The lines you return should be those containing the string "back", taken from the data below.

[Stored entries]
----

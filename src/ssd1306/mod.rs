//! A simple Driver for SSD1306 based 128x64 and 128x32 OLED displays
//!
//! # References
//!
//! - [Datasheet](https://cdn-shop.adafruit.com/datasheets/SSD1306.pdf)
//!
//! The controller is driven in horizontal addressing mode: after the column and page window is
//! set, the whole framebuffer is streamed page by page in a single data write, which matches
//! the memory layout of [`Display`](crate::graphics::Display).

use crate::buffer_len;
use crate::color::PixelState;
use crate::graphics::Display;
use crate::interface::DisplayInterface;

pub(crate) mod command;
use self::command::Command;

/// Full size buffer for use with 128x64 panels
pub type Display128x64 = Display<128, 64, { buffer_len(128, 64) }>;

/// Full size buffer for use with 128x32 panels
pub type Display128x32 = Display<128, 32, { buffer_len(128, 32) }>;

/// Controller settings applied by [`Ssd1306::init`]
#[derive(Clone, Copy, Debug, PartialEq, Eq)]
pub struct Config {
    contrast: u8,
    flipped: bool,
    clock: u8,
    external_vcc: bool,
    inverted: bool,
}

impl Default for Config {
    fn default() -> Self {
        Config {
            contrast: 0xFF,
            flipped: true,
            clock: 0xF0,
            external_vcc: false,
            inverted: false,
        }
    }
}

impl Config {
    /// Contrast, 0-255
    pub fn contrast(&self) -> u8 {
        self.contrast
    }

    /// Whether the image is rotated by 180 degrees
    pub fn flipped(&self) -> bool {
        self.flipped
    }

    /// Oscillator frequency (high nibble) and clock divide ratio (low nibble)
    pub fn clock(&self) -> u8 {
        self.clock
    }

    /// Whether the panel is powered externally instead of by the charge pump
    pub fn external_vcc(&self) -> bool {
        self.external_vcc
    }

    /// Whether set pixels are dark
    pub fn inverted(&self) -> bool {
        self.inverted
    }
}

/// Builder for [`Config`]
///
/// ```
/// use ssd1306_page::ssd1306::Builder;
///
/// let config = Builder::new().contrast(0x20).flipped(false).build();
/// assert_eq!(config.contrast(), 0x20);
/// ```
#[derive(Clone, Copy, Debug, Default)]
pub struct Builder {
    config: Config,
}

impl Builder {
    /// Starts from [`Config::default`]: full contrast, flipped, fastest oscillator,
    /// internal charge pump and normal (non inverted) pixels
    pub fn new() -> Self {
        Self::default()
    }

    /// Contrast, 0-255
    pub fn contrast(mut self, contrast: u8) -> Self {
        self.config.contrast = contrast;
        self
    }

    /// Rotates the image by 180 degrees, through segment remap and COM scan direction
    pub fn flipped(mut self, flipped: bool) -> Self {
        self.config.flipped = flipped;
        self
    }

    /// Raw `0xD5` argument, oscillator frequency (high nibble) and divide ratio (low nibble)
    pub fn clock(mut self, clock: u8) -> Self {
        self.config.clock = clock;
        self
    }

    /// Disables the internal charge pump
    pub fn external_vcc(mut self, external_vcc: bool) -> Self {
        self.config.external_vcc = external_vcc;
        self
    }

    /// Darkens set pixels instead of lighting them
    pub fn inverted(mut self, inverted: bool) -> Self {
        self.config.inverted = inverted;
        self
    }

    /// Finishes the configuration
    pub fn build(self) -> Config {
        self.config
    }
}

/// Ssd1306 driver
///
/// `WIDTH` and `HEIGHT` are the panel size in pixels, the framebuffer flushed to the controller
/// must have the same size.
pub struct Ssd1306<DI, const WIDTH: u32 = 128, const HEIGHT: u32 = 64> {
    /// Connection Interface
    interface: DI,
    /// Settings applied on init
    config: Config,
}

impl<DI, const WIDTH: u32, const HEIGHT: u32> Ssd1306<DI, WIDTH, HEIGHT>
where
    DI: DisplayInterface,
{
    /// Creates the driver, nothing is sent before [`Ssd1306::init`]
    pub fn new(interface: DI, config: Config) -> Self {
        Ssd1306 { interface, config }
    }

    /// Brings the controller into a known state, clears `display` and flushes it
    pub fn init<const BYTECOUNT: usize>(
        &mut self,
        display: &mut Display<WIDTH, HEIGHT, BYTECOUNT>,
    ) -> Result<(), DI::Error> {
        log::debug!("initializing {}x{} ssd1306 with {:?}", WIDTH, HEIGHT, self.config);

        let config = self.config;

        self.cmd(Command::DisplayOff)?;
        self.cmd_with_args(Command::MemoryAddressingMode, &[0x00])?; // horizontal
        self.cmd(Command::SetStartLine)?; // line 0
        if config.flipped {
            self.cmd(Command::SegmentRemapReverse)?;
            self.cmd(Command::ComScanReverse)?;
        } else {
            self.cmd(Command::SegmentRemapNormal)?;
            self.cmd(Command::ComScanNormal)?;
        }
        self.cmd_with_args(Command::SetContrast, &[config.contrast])?;
        self.cmd_with_args(Command::SetMultiplexRatio, &[(HEIGHT - 1) as u8])?;
        self.cmd_with_args(Command::SetClockDivide, &[config.clock])?;
        // 32 row panels only wire every other COM line
        let com_pins = if HEIGHT > 32 { 0x12 } else { 0x02 };
        self.cmd_with_args(Command::SetComPins, &[com_pins])?;
        self.cmd(if config.inverted {
            Command::InverseDisplay
        } else {
            Command::NormalDisplay
        })?;
        self.cmd(Command::ResumeToRam)?;
        let charge_pump = if config.external_vcc { 0x10 } else { 0x14 };
        self.cmd_with_args(Command::ChargePump, &[charge_pump])?;
        self.cmd(Command::DisplayOn)?;

        display.fill(PixelState::Off);
        self.display_frame(display)
    }

    /// Sends the whole framebuffer to the display RAM
    pub fn display_frame<const BYTECOUNT: usize>(
        &mut self,
        display: &Display<WIDTH, HEIGHT, BYTECOUNT>,
    ) -> Result<(), DI::Error> {
        log::trace!("flushing {} bytes", display.buffer().len());

        self.cmd_with_args(Command::SetColumnAddress, &[0, (WIDTH - 1) as u8])?;
        self.cmd_with_args(Command::SetPageAddress, &[0, (display.pages() - 1) as u8])?;
        self.interface.write_data(display.buffer())
    }

    /// Sets the contrast, the reset default is 0x7F
    pub fn set_contrast(&mut self, contrast: u8) -> Result<(), DI::Error> {
        log::trace!("contrast {:#04x}", contrast);

        self.cmd_with_args(Command::SetContrast, &[contrast])?;
        self.config.contrast = contrast;
        Ok(())
    }

    /// Turns the display off (`true`) or back on (`false`), the display RAM is kept
    pub fn power_save(&mut self, enable: bool) -> Result<(), DI::Error> {
        log::debug!("power save {}", enable);

        if enable {
            self.cmd(Command::DisplayOff)?;
            self.cmd(Command::EntireDisplayOn)
        } else {
            self.cmd(Command::ResumeToRam)?;
            self.cmd(Command::DisplayOn)
        }
    }

    /// Darkens set pixels and lights clear ones, the framebuffer is left untouched
    pub fn set_inverted(&mut self, inverted: bool) -> Result<(), DI::Error> {
        log::debug!("inverted {}", inverted);

        self.cmd(if inverted {
            Command::InverseDisplay
        } else {
            Command::NormalDisplay
        })?;
        self.config.inverted = inverted;
        Ok(())
    }

    /// Current settings
    pub fn config(&self) -> &Config {
        &self.config
    }

    /// Width of the display
    pub fn width(&self) -> u32 {
        WIDTH
    }

    /// Height of the display
    pub fn height(&self) -> u32 {
        HEIGHT
    }

    /// Gives back the interface
    pub fn release(self) -> DI {
        self.interface
    }

    fn cmd(&mut self, command: Command) -> Result<(), DI::Error> {
        self.interface.write_command(command.address())
    }

    fn cmd_with_args(&mut self, command: Command, args: &[u8]) -> Result<(), DI::Error> {
        self.cmd(command)?;
        for &arg in args {
            self.interface.write_command(arg)?;
        }
        Ok(())
    }
}

#[cfg(test)]
mod tests {
    use super::*;
    use std::vec::Vec;

    #[derive(Debug, PartialEq, Eq)]
    struct BusError;

    #[derive(Debug, PartialEq, Eq)]
    enum Write {
        Command(u8),
        Data(Vec<u8>),
    }

    /// Records every write, fails once `fail_after` writes went through
    #[derive(Default)]
    struct Recorder {
        writes: Vec<Write>,
        fail_after: Option<usize>,
    }

    impl Recorder {
        fn check(&self) -> Result<(), BusError> {
            match self.fail_after {
                Some(limit) if self.writes.len() >= limit => Err(BusError),
                _ => Ok(()),
            }
        }

        fn commands(&self) -> Vec<u8> {
            self.writes
                .iter()
                .filter_map(|write| match write {
                    Write::Command(byte) => Some(*byte),
                    Write::Data(_) => None,
                })
                .collect()
        }
    }

    impl DisplayInterface for Recorder {
        type Error = BusError;

        fn write_command(&mut self, command: u8) -> Result<(), Self::Error> {
            self.check()?;
            self.writes.push(Write::Command(command));
            Ok(())
        }

        fn write_data(&mut self, data: &[u8]) -> Result<(), Self::Error> {
            self.check()?;
            self.writes.push(Write::Data(data.to_vec()));
            Ok(())
        }
    }

    #[test]
    fn oled_size() {
        let oled: Ssd1306<_> = Ssd1306::new(Recorder::default(), Config::default());
        assert_eq!(oled.width(), 128);
        assert_eq!(oled.height(), 64);
        assert!(oled.release().writes.is_empty());
    }

    #[test]
    fn init_128x64() {
        let mut oled: Ssd1306<_> = Ssd1306::new(Recorder::default(), Config::default());
        let mut display = Display128x64::default();
        display.fill(PixelState::On);

        oled.init(&mut display).unwrap();

        assert!(display.buffer().iter().all(|&b| b == 0));
        let recorder = oled.release();
        assert_eq!(
            recorder.commands(),
            [
                0xAE, 0x20, 0x00, 0x40, 0xA1, 0xC8, 0x81, 0xFF, 0xA8, 0x3F, 0xD5, 0xF0, 0xDA,
                0x12, 0xA6, 0xA4, 0x8D, 0x14, 0xAF, // init
                0x21, 0x00, 0x7F, 0x22, 0x00, 0x07, // window
            ]
        );
        assert_eq!(recorder.writes.last(), Some(&Write::Data(std::vec![0; 1024])));
        assert_eq!(recorder.writes.len(), 26);
    }

    #[test]
    fn init_128x32_with_config() {
        let config = Builder::new()
            .contrast(0x20)
            .flipped(false)
            .clock(0x80)
            .external_vcc(true)
            .inverted(true)
            .build();
        let mut oled: Ssd1306<_, 128, 32> = Ssd1306::new(Recorder::default(), config);
        let mut display = Display128x32::default();

        oled.init(&mut display).unwrap();

        let recorder = oled.release();
        assert_eq!(
            recorder.commands(),
            [
                0xAE, 0x20, 0x00, 0x40, 0xA0, 0xC0, 0x81, 0x20, 0xA8, 0x1F, 0xD5, 0x80, 0xDA,
                0x02, 0xA7, 0xA4, 0x8D, 0x10, 0xAF, // init
                0x21, 0x00, 0x7F, 0x22, 0x00, 0x03, // window
            ]
        );
        assert_eq!(recorder.writes.last(), Some(&Write::Data(std::vec![0; 512])));
    }

    #[test]
    fn display_frame_streams_whole_buffer() {
        let mut oled: Ssd1306<_> = Ssd1306::new(Recorder::default(), Config::default());
        let mut display = Display128x64::default();
        display.draw_vline(3, PixelState::On);

        oled.display_frame(&display).unwrap();

        let recorder = oled.release();
        assert_eq!(recorder.commands(), [0x21, 0x00, 0x7F, 0x22, 0x00, 0x07]);
        let Some(Write::Data(data)) = recorder.writes.last() else {
            panic!("no data written");
        };
        assert_eq!(data.as_slice(), display.buffer());
        assert_eq!(data[3], 0xFF);
        assert_eq!(data[3 + 7 * 128], 0xFF);
    }

    #[test]
    fn contrast() {
        let mut oled: Ssd1306<_> = Ssd1306::new(Recorder::default(), Config::default());
        oled.set_contrast(0x20).unwrap();
        assert_eq!(oled.config().contrast(), 0x20);
        assert_eq!(oled.release().commands(), [0x81, 0x20]);
    }

    #[test]
    fn power_save() {
        let mut oled: Ssd1306<_> = Ssd1306::new(Recorder::default(), Config::default());
        oled.power_save(true).unwrap();
        oled.power_save(false).unwrap();
        assert_eq!(oled.release().commands(), [0xAE, 0xA5, 0xA4, 0xAF]);
    }

    #[test]
    fn inverted() {
        let mut oled: Ssd1306<_> = Ssd1306::new(Recorder::default(), Config::default());
        oled.set_inverted(true).unwrap();
        assert!(oled.config().inverted());
        oled.set_inverted(false).unwrap();
        assert_eq!(oled.release().commands(), [0xA7, 0xA6]);
    }

    #[test]
    fn bus_error_stops_init() {
        let recorder = Recorder {
            fail_after: Some(3),
            ..Default::default()
        };
        let mut oled: Ssd1306<_> = Ssd1306::new(recorder, Config::default());
        let mut display = Display128x64::default();

        assert_eq!(oled.init(&mut display), Err(BusError));
        assert_eq!(oled.release().commands(), [0xAE, 0x20, 0x00]);
    }

    #[test]
    fn bus_error_on_data_is_reported() {
        let recorder = Recorder {
            fail_after: Some(6),
            ..Default::default()
        };
        let mut oled: Ssd1306<_> = Ssd1306::new(recorder, Config::default());
        let display = Display128x64::default();

        assert_eq!(oled.display_frame(&display), Err(BusError));
    }

    #[test]
    fn failed_contrast_keeps_config() {
        let recorder = Recorder {
            fail_after: Some(0),
            ..Default::default()
        };
        let mut oled: Ssd1306<_> = Ssd1306::new(recorder, Config::default());
        assert_eq!(oled.set_contrast(0x10), Err(BusError));
        assert_eq!(oled.config().contrast(), 0xFF);
    }
}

----

# TASK RESPONSE
    /// Turns the display off (`true`) or back on (`false`), the display RAM is kept
    /// Gives back the interface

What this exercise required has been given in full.